Durante años, la sustentabilidad pareció un lenguaje de informes, certificaciones y campañas. En la fruticultura actual, bajo sequía, presión climática y compradores más exigentes, dejó de ser un discurso externo y entró al corazón del negocio. Se ve en el riego por goteo que debe ser más preciso, en el tranque que no alcanza, en el descarte que antes se miraba como pérdida y hoy puede transformarse en insumo, en el envase que debe proteger sin generar rechazo ambiental, en la energía que mueve frigoríficos y en la forma en que se reportan impactos. La sustentabilidad ya no pregunta solo si una empresa se ve responsable. Pregunta si puede seguir produciendo calidad con menos margen de error.

El agua es la primera frontera. Un huerto frutal no puede improvisar frente a déficit hídrico, olas de calor, menor acumulación de frío o lluvias fuera de temporada. Necesita tecnificación, monitoreo, programación, infraestructura y criterio. Pero la sustentabilidad no se agota en el riego. Los desechos frutícolas abren una conversación igual de relevante. Fruta de descarte, restos de poda, subproductos, pulpas, jugos, deshidratados, compostaje, biomateriales o ingredientes para otras industrias pueden convertir una pérdida en una nueva línea de valor. La economía circular no elimina automáticamente el problema, pero cambia la pregunta: en vez de preguntar dónde se bota algo, pregunta qué puede llegar a ser.
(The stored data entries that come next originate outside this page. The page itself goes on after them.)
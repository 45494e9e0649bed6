//! Implementation of the `mlrelease components` commands.

use super::CommandContext;
use crate::cli::{ComponentsAction, ComponentsCommand, SetComponentVersionArgs};
use crate::config::ComponentsSection;
use crate::error::{ReleaseError, Result};
use crate::rewrite::{BatchReport, RewriteBatch};
use std::path::Path;
use tracing::{info, warn};

/// Execute a `components` subcommand.
pub fn cmd_components(ctx: &CommandContext, cmd: ComponentsCommand) -> Result<()> {
    match cmd.action {
        ComponentsAction::SetVersion(args) => {
            let report = set_component_versions(&ctx.config.components, Path::new("."), &args)?;
            let verb = if args.dry_run { "Would update" } else { "Updated" };
            println!("{} {} file(s)", verb, report.updated_count());
            Ok(())
        }
    }
}

/// Rewrite the configured field to `args.version` in every component file
/// under the configured roots, resolved against `base`.
///
/// Per-file failures are reported, not raised.
pub fn set_component_versions(
    section: &ComponentsSection,
    base: &Path,
    args: &SetComponentVersionArgs,
) -> Result<BatchReport> {
    let version = args.version.trim();
    if version.is_empty() {
        return Err(ReleaseError::UserError(
            "component version must not be empty".to_string(),
        ));
    }

    let mut batch = RewriteBatch::from_config(section, base)?.dry_run(args.dry_run);
    if let Some(field) = args.field.as_deref() {
        if field.trim().is_empty() {
            return Err(ReleaseError::UserError("--field must not be empty".to_string()));
        }
        batch = batch.with_field(field);
    }

    let report = batch.run(version);

    info!(
        updated = report.updated_count(),
        visited = report.files.len(),
        dry_run = args.dry_run,
        "component version update finished"
    );
    if report.failed_count() > 0 {
        warn!(failed = report.failed_count(), "some files could not be updated");
    }
    Ok(report)
}

#[cfg(test)]
mod tests {
    use super::*;
    use crate::cli::{Cli, Command};
    use crate::rewrite::FileOutcome;
    use crate::test_support::{DirGuard, create_release_repo, write_file};
    use clap::Parser;
    use serial_test::serial;
    use std::fs;
    use tempfile::TempDir;

    fn args(version: &str) -> SetComponentVersionArgs {
        SetComponentVersionArgs {
            version: version.to_string(),
            field: None,
            dry_run: false,
        }
    }

    fn fixture() -> TempDir {
        let temp_dir = TempDir::new().unwrap();
        let root = temp_dir.path();
        write_file(
            root,
            "src/train/components/prep/config.yaml",
            "name: prep\nversion: '1.0'\ninputs:\n  data:\n    version: '1.0'\n",
        );
        write_file(root, "src/train/components/prep/env.yaml", "name: prep-env\nversion: '1.0'\n");
        write_file(root, "src/train/pipeline.yaml", "name: train\njobs:\n  - version: '1.0'\n");
        write_file(root, "src/inference/components/score/config.yaml", "name: score\n");
        write_file(root, "src/inference/components/score/notes.yaml", "version: '1.0'\n");
        write_file(root, "src/utils/config.yaml", "version: '1.0'\n");
        temp_dir
    }

    #[test]
    fn test_set_component_versions_updates_allow_listed_files() {
        let temp_dir = fixture();
        let root = temp_dir.path();

        let report =
            set_component_versions(&ComponentsSection::default(), root, &args("2.0")).unwrap();

        assert_eq!(report.updated_count(), 3);
        assert_eq!(report.failed_count(), 0);

        let config = fs::read_to_string(root.join("src/train/components/prep/config.yaml")).unwrap();
        assert_eq!(config.matches("2.0").count(), 2);
        let pipeline = fs::read_to_string(root.join("src/train/pipeline.yaml")).unwrap();
        assert!(pipeline.contains("2.0"));
        // Not allow-listed, or outside the roots.
        assert!(fs::read_to_string(root.join("src/inference/components/score/notes.yaml")).unwrap().contains("1.0"));
        assert!(fs::read_to_string(root.join("src/utils/config.yaml")).unwrap().contains("1.0"));
    }

    #[test]
    fn test_second_run_changes_nothing() {
        let temp_dir = fixture();
        let root = temp_dir.path();
        let section = ComponentsSection::default();

        set_component_versions(&section, root, &args("2.0")).unwrap();
        let report = set_component_versions(&section, root, &args("2.0")).unwrap();
        assert_eq!(report.updated_count(), 0);
    }

    #[test]
    fn test_dry_run_leaves_files() {
        let temp_dir = fixture();
        let root = temp_dir.path();
        let mut dry = args("2.0");
        dry.dry_run = true;

        let report = set_component_versions(&ComponentsSection::default(), root, &dry).unwrap();
        assert_eq!(report.updated_count(), 3);
        assert!(!fs::read_to_string(root.join("src/train/pipeline.yaml")).unwrap().contains("2.0"));
    }

    #[test]
    fn test_field_override() {
        let temp_dir = TempDir::new().unwrap();
        let root = temp_dir.path();
        write_file(root, "src/train/config.yaml", "version: '1.0'\ntag: old\n");
        let mut custom = args("new");
        custom.field = Some("tag".to_string());

        let report = set_component_versions(&ComponentsSection::default(), root, &custom).unwrap();
        assert_eq!(report.updated_count(), 1);
        let content = fs::read_to_string(root.join("src/train/config.yaml")).unwrap();
        assert!(content.contains("tag: new"));
        assert!(content.contains("1.0"));
    }

    #[test]
    fn test_unreadable_file_is_isolated() {
        let temp_dir = fixture();
        let root = temp_dir.path();
        write_file(root, "src/train/components/broken/config.yaml", "version: [unclosed\n");

        let report =
            set_component_versions(&ComponentsSection::default(), root, &args("2.0")).unwrap();
        assert_eq!(report.failed_count(), 1);
        assert_eq!(report.updated_count(), 3);
        assert!(report
            .files
            .iter()
            .any(|(_, outcome)| matches!(outcome, FileOutcome::Unreadable(_))));
    }

    #[test]
    fn test_empty_version_rejected() {
        let temp_dir = fixture();
        let err = set_component_versions(&ComponentsSection::default(), temp_dir.path(), &args("  "))
            .unwrap_err();
        assert!(matches!(err, ReleaseError::UserError(_)));
    }

    #[test]
    #[serial]
    fn test_cmd_components_resolves_roots_from_cwd() {
        let temp_dir = create_release_repo();
        let _guard = DirGuard::new(temp_dir.path());

        let cli = Cli::try_parse_from(["mlrelease", "components", "set-version", "1.1"])
            .unwrap();
        let Command::Components(cmd) = cli.command else {
            panic!("Expected Components command");
        };
        cmd_components(&CommandContext::default(), cmd).unwrap();

        let pipeline = fs::read_to_string(temp_dir.path().join("src/inference/pipeline.yaml")).unwrap();
        assert_eq!(pipeline.matches("'1.1'").count(), 2);
        let config =
            fs::read_to_string(temp_dir.path().join("src/train/components/prep/config.yaml")).unwrap();
        assert_eq!(config.matches("'1.1'").count(), 2);
        // The global version file is not a component file.
        assert!(fs::read_to_string(temp_dir.path().join("version.yaml")).unwrap().contains("1.0"));
    }
}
También cambian los envases y las exigencias comerciales. Supermercados, importadores y consumidores presionan por trazabilidad, reducción de plástico, materiales reciclables, información ambiental y menor huella. Para Chile, que vende lejos de sus principales mercados, el desafío es doble: proteger fruta delicada durante viajes largos y, al mismo tiempo, responder a expectativas ambientales crecientes. Un envase demasiado débil puede aumentar pérdidas; uno sobredimensionado puede generar costos y críticas. La solución no está en elegir entre protección o sostenibilidad, sino en diseñar sistemas que entiendan ambos objetivos.

La sustentabilidad también toca la reputación. Los mercados no observan solo el producto terminado, sino la forma en que una empresa gestiona riesgos ambientales, laborales y sociales. Esto puede sentirse como presión adicional para productores y exportadoras, pero también puede convertirse en una ventaja si se trabaja con seriedad. Usar mejor el agua, reducir pérdidas, valorizar descarte, medir energía y cumplir exigencias ambientales no solo mejora la imagen. También reduce costos, ordena procesos y protege acceso a compradores que cada vez piden más evidencia.

La sustentabilidad frutícola no debería tratarse como adorno moral. Es gestión de riesgo, eficiencia, reputación y continuidad productiva. En una temporada compleja, una empresa que entiende el agua, el descarte, los envases y el clima como partes del negocio compite con más claridad. No porque prometa un mundo perfecto, sino porque aprende a producir con menos desperdicio y más inteligencia en un entorno que se volvió menos predecible.

El punto crítico es pasar del relato a la gestión diaria. Medir consumo de agua, pérdidas de fruta, uso de energía, generación de residuos y desempeño de envases permite identificar mejoras concretas. A veces el avance no viene de una gran inversión, sino de ordenar procesos: cosechar con más cuidado, clasificar mejor, reutilizar materiales donde corresponde, separar descartes, mejorar mantenciones o ajustar riegos con datos. La sustentabilidad se vuelve creíble cuando deja huellas verificables en la operación. Sin números, queda en discurso; con gestión, empieza a producir valor.

Fuentes consultadas: Directorio Fruta sobre desechos frutícolas; Directorio Fruta sobre innovación en envases; Comisión Nacional de Riego.